[Saved entries]
---+---

impl<T: Transport, H: Handler> Connection<T, H> {
    /// Creates a connection with no transport yet, in `Connecting`.
    pub fn new(role: Role, handler: H, config: &EngineConfig) -> Self {
        Self {
            role,
            state: ReadyState::Connecting,
            transport: None,
            handler,
            decoder: Decoder::with_max_frame_size(config.max_message_size),
            fragments: Vec::new(),
            fragment_bytes: 0,
            pending_open: None,
            pending_write: None,
            close_sent: false,
            close_received: false,
        }
    }

    /// Creates a client connection awaiting its transport.
    pub fn client(handler: H, config: &EngineConfig) -> Self {
        Self::new(Role::Client, handler, config)
    }

    /// Creates a server connection. The handshake is already done, so it
    /// starts `Open`.
    pub fn server(transport: T, handler: H, config: &EngineConfig) -> Self {
        let mut conn = Self::new(Role::Server, handler, config);
        conn.bind(transport);
        conn
    }

    pub fn role(&self) -> Role {
        self.role
    }

    pub fn state(&self) -> ReadyState {
        self.state
    }

    pub fn is_open(&self) -> bool {
        self.state == ReadyState::Open
    }

    pub fn handler(&self) -> &H {
        &self.handler
    }

    pub fn transport(&self) -> Option<&T> {
        self.transport.as_ref()
    }

    /// Returns whether a data write is waiting for [`Connection::drain`].
    pub fn has_pending_write(&self) -> bool {
        self.pending_write.is_some()
    }

    /// Bytes received but not yet forming a complete frame.
    pub fn buffered(&self) -> usize {
        self.decoder.buffered()
    }

    /// Registers a continuation resolved once a transport is attached, or
    /// with an error if the connection is destroyed first.
    pub fn open(&mut self, done: Completion) {
        match self.state {
            ReadyState::Closed => done(Err(WebSocketError::connection_closed())),
            ReadyState::Connecting if self.pending_open.is_some() => done(Err(
                WebSocketError::NotConnected("open already pending".into()),
            )),
            ReadyState::Connecting => self.pending_open = Some(done),
            _ => done(Ok(())),
        }
    }

    /// Binds a live transport after a successful client handshake.
    ///
    /// `read_ahead` holds bytes the HTTP layer read past the handshake; they
    /// are processed before anything else arrives.
    pub fn attach(&mut self, transport: T, read_ahead: &[u8]) -> Result<()> {
        if self.state != ReadyState::Connecting {
            let mut transport = transport;
            transport.destroy();
            return Err(WebSocketError::connection_closed());
        }

        self.bind(transport);
        if let Some(done) = self.pending_open.take() {
            done(Ok(()));
        }

        if read_ahead.is_empty() {
            Ok(())
        } else {
            self.receive(read_ahead)
        }
    }

    fn bind(&mut self, transport: T) {
        tracing::debug!("{:?} connection open", self.role);
        self.transport = Some(transport);
        self.state = ReadyState::Open;
        self.handler.on_open();
    }

    /// Feeds bytes read from the transport.
    ///
    /// A returned error has already torn the connection down and been
    /// reported to the handler.
    pub fn receive(&mut self, data: &[u8]) -> Result<()> {
        if self.close_received || self.state == ReadyState::Closed {
            tracing::trace!("ignoring {} bytes after close", data.len());
            return Ok(());
        }

        self.decoder.extend(data);
        while !self.close_received && self.state != ReadyState::Closed {
            let frame = match self.decoder.decode_frame() {
                Ok(Some(frame)) => frame,
                Ok(None) => break,
                Err(err) => return Err(self.fail(err)),
            };
            if let Err(err) = self.on_frame(frame) {
                return Err(self.fail(err));
            }
        }
        Ok(())
    }

    fn on_frame(&mut self, frame: Frame) -> Result<()> {
        tracing::trace!(
            "frame fin={} opcode={:?} len={}",
            frame.fin,
            frame.opcode,
            frame.payload.len()
        );

        let rsv = frame.rsv_bits();
        if rsv != 0 {
            return Err(WebSocketError::invalid_reserved_bits(rsv));
        }

        if frame.is_control() && frame.payload.len() > MAX_CONTROL_PAYLOAD {
            return Err(WebSocketError::invalid_payload_length());
        }

        // Empty frames may omit the mask in either direction.
        if !frame.payload.is_empty() {
            match (self.role, frame.mask.is_some()) {
                (Role::Server, false) => return Err(WebSocketError::expected_mask()),
                (Role::Client, true) => return Err(WebSocketError::unexpected_mask()),
                _ => {}
            }
        }

        if !frame.fin {
            if self.fragments.is_empty() {
                if frame.opcode == OpCode::Continuation {
                    return Err(WebSocketError::unexpected_continuation());
                }
                if frame.is_control() {
                    return Err(WebSocketError::unexpected_control());
                }
            } else if frame.opcode != OpCode::Continuation {
                return Err(WebSocketError::expected_continuation());
            }
            self.push_fragment(frame)?;
            return Ok(());
        }

        let frame = if frame.opcode == OpCode::Continuation {
            if self.fragments.is_empty() {
                return Err(WebSocketError::unexpected_continuation());
            }
            self.push_fragment(frame)?;
            self.reassemble()
        } else if !self.fragments.is_empty() {
            return Err(WebSocketError::expected_continuation());
        } else {
            frame
        };

        self.dispatch(frame)
    }

    fn push_fragment(&mut self, frame: Frame) -> Result<()> {
        self.fragment_bytes += frame.payload.len();
        self.decoder.check_message_size(self.fragment_bytes)?;
        self.fragments.push(frame);
        Ok(())
    }

    fn reassemble(&mut self) -> Frame {
        let opcode = self.fragments[0].opcode;
        let mut payload = BytesMut::with_capacity(self.fragment_bytes);
        for fragment in self.fragments.drain(..) {
            payload.extend_from_slice(&fragment.payload);
        }
        self.fragment_bytes = 0;
        Frame::new(opcode, payload.freeze())
    }

    fn dispatch(&mut self, frame: Frame) -> Result<()> {
        match frame.opcode {
            OpCode::Text => self.handler.on_message(MessageKind::Text, frame.payload),
            OpCode::Binary => self.handler.on_message(MessageKind::Binary, frame.payload),
            OpCode::Close => {
                let status = frame.close_status();
                tracing::debug!("{:?} received close, status {:?}", self.role, status);

                self.close_received = true;
                self.decoder.clear();
                if self.state == ReadyState::Open {
                    self.state = ReadyState::Closing;
                }
                self.handler.on_end(status);

                if !self.close_sent {
                    self.close_sent = true;
                    let echo_status =
                        status.filter(|&code| wsline_protocol::status::is_sendable(code));
                    let echo = self.encode(Frame::close(echo_status, ""))?;
                    if let Some(transport) = self.transport.as_mut() {
                        transport.end(echo);
                    }
                }
            }
            OpCode::Ping => {
                let pong = self.encode(Frame::pong(frame.payload.clone()))?;
                if let Some(transport) = self.transport.as_mut() {
                    transport.write(pong);
                }
                self.handler.on_ping(frame.payload);
            }
            OpCode::Pong => self.handler.on_pong(frame.payload),
            op => return Err(WebSocketError::invalid_opcode(op.as_u8())),
        }
        Ok(())
    }

    /// Encodes an outbound frame, masking it when acting as the client.
    fn encode(&self, frame: Frame) -> Result<Bytes> {
        let frame = match self.role {
            Role::Client => frame.with_random_mask(),
            Role::Server => frame,
        };
        Ok(frame.encode()?.freeze())
    }

    /// Sends one unfragmented data message.
    ///
    /// `done` runs immediately when the transport accepted the bytes without
    /// pushback, otherwise at the next [`Connection::drain`]. Only one write
    /// may wait at a time; a second one fails with `WRITE_PENDING`.
    pub fn send(&mut self, payload: Bytes, kind: MessageKind, done: Completion) {
        if self.transport.is_none() {
            let err = match self.state {
                ReadyState::Connecting => WebSocketError::not_connected(),
                _ => WebSocketError::connection_closed(),
            };
            return done(Err(err));
        }
        if self.close_sent {
            return done(Err(WebSocketError::connection_closed()));
        }
        if self.pending_write.is_some() {
            return done(Err(WebSocketError::write_pending()));
        }

        let data = match self.encode(Frame::new(kind.opcode(), payload)) {
            Ok(data) => data,
            Err(err) => return done(Err(err)),
        };

        let flushed = match self.transport.as_mut() {
            Some(transport) => transport.write(data),
            None => true,
        };
        if flushed {
            done(Ok(()));
        } else {
            self.pending_write = Some(done);
        }
    }

    /// Reports that the transport flushed everything it had buffered.
    pub fn drain(&mut self) {
        if let Some(done) = self.pending_write.take() {
            done(Ok(()));
        }
    }

    pub fn ping(&mut self, payload: Bytes) -> Result<()> {
        self.send_control(Frame::ping(payload))
    }

    /// Sends an unsolicited PONG (a heartbeat the peer does not answer).
    pub fn pong(&mut self, payload: Bytes) -> Result<()> {
        self.send_control(Frame::pong(payload))
    }

    fn send_control(&mut self, frame: Frame) -> Result<()> {
        if self.transport.is_none() {
            return Err(WebSocketError::not_connected());
        }
        if self.close_sent {
            return Err(WebSocketError::connection_closed());
        }
        if frame.payload.len() > MAX_CONTROL_PAYLOAD {
            return Err(WebSocketError::invalid_payload_length());
        }

        let data = self.encode(frame)?;
        if let Some(transport) = self.transport.as_mut() {
            transport.write(data);
        }
        Ok(())
    }

    /// Starts the closing handshake with an empty CLOSE.
    pub fn close(&mut self) -> Result<()> {
        self.close_with(None, "")
    }

    /// Starts the closing handshake, optionally carrying a status and reason.
    ///
    /// Closing before a transport is attached cancels the connection.
    /// Repeated calls are no-ops.
    pub fn close_with(&mut self, status: Option<u16>, reason: &str) -> Result<()> {
        if self.transport.is_none() {
            self.destroy(None);
            return Ok(());
        }
        if self.close_sent {
            return Ok(());
        }

        let frame = Frame::close(status, reason);
        if frame.payload.len() > MAX_CONTROL_PAYLOAD {
            return Err(WebSocketError::invalid_payload_length());
        }

        tracing::debug!("{:?} sending close, status {:?}", self.role, status);
        let data = self.encode(frame)?;
        self.close_sent = true;
        self.state = ReadyState::Closing;
        if let Some(transport) = self.transport.as_mut() {
            transport.end(data);
        }
        Ok(())
    }

    /// The transport reported a failure.
    pub fn on_transport_error(&mut self, error: io::Error) {
        self.destroy(Some(WebSocketError::network(error)));
    }

    /// The transport closed (peer hung up, or our half-close completed).
    pub fn on_transport_close(&mut self) {
        self.destroy(None);
    }

    /// Sends a CLOSE carrying the error's status, then tears down.
    fn fail(&mut self, err: WebSocketError) -> WebSocketError {
        tracing::debug!("{:?} connection failed: {}", self.role, err);

        if err.is_protocol_violation() && !self.close_sent {
            self.close_sent = true;
            if let Ok(data) = self.encode(Frame::close(Some(err.status()), "")) {
                if let Some(transport) = self.transport.as_mut() {
                    transport.end(data);
                }
            }
        }

        self.destroy(Some(err.clone()));
        err
    }

    /// Tears the connection down and releases the transport.
    ///
    /// Pending continuations resolve with `error`, or `CONNECTION_CLOSED`
    /// when there is none. Idempotent.
    pub fn destroy(&mut self, error: Option<WebSocketError>) {
        if self.state == ReadyState::Closed {
            return;
        }
        tracing::debug!("{:?} connection closed", self.role);
        self.state = ReadyState::Closed;

        if let Some(mut transport) = self.transport.take() {
            transport.destroy();
        }

        let pending_err = error
            .clone()
            .unwrap_or_else(WebSocketError::connection_closed);
        if let Some(done) = self.pending_open.take() {
            done(Err(pending_err.clone()));
        }
        if let Some(done) = self.pending_write.take() {
            done(Err(pending_err));
        }

        self.fragments.clear();
        self.fragment_bytes = 0;
        self.decoder.clear();

        if let Some(err) = &error {
            self.handler.on_error(err);
        }
        self.handler.on_close();
    }
}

---+---

Scan the entries above, and wherever a line holds the string "flushed", copy it.

** YOUR RESPONSE **
        let flushed = match self.transport.as_mut() {
        if flushed {
    /// Reports that the transport flushed everything it had buffered.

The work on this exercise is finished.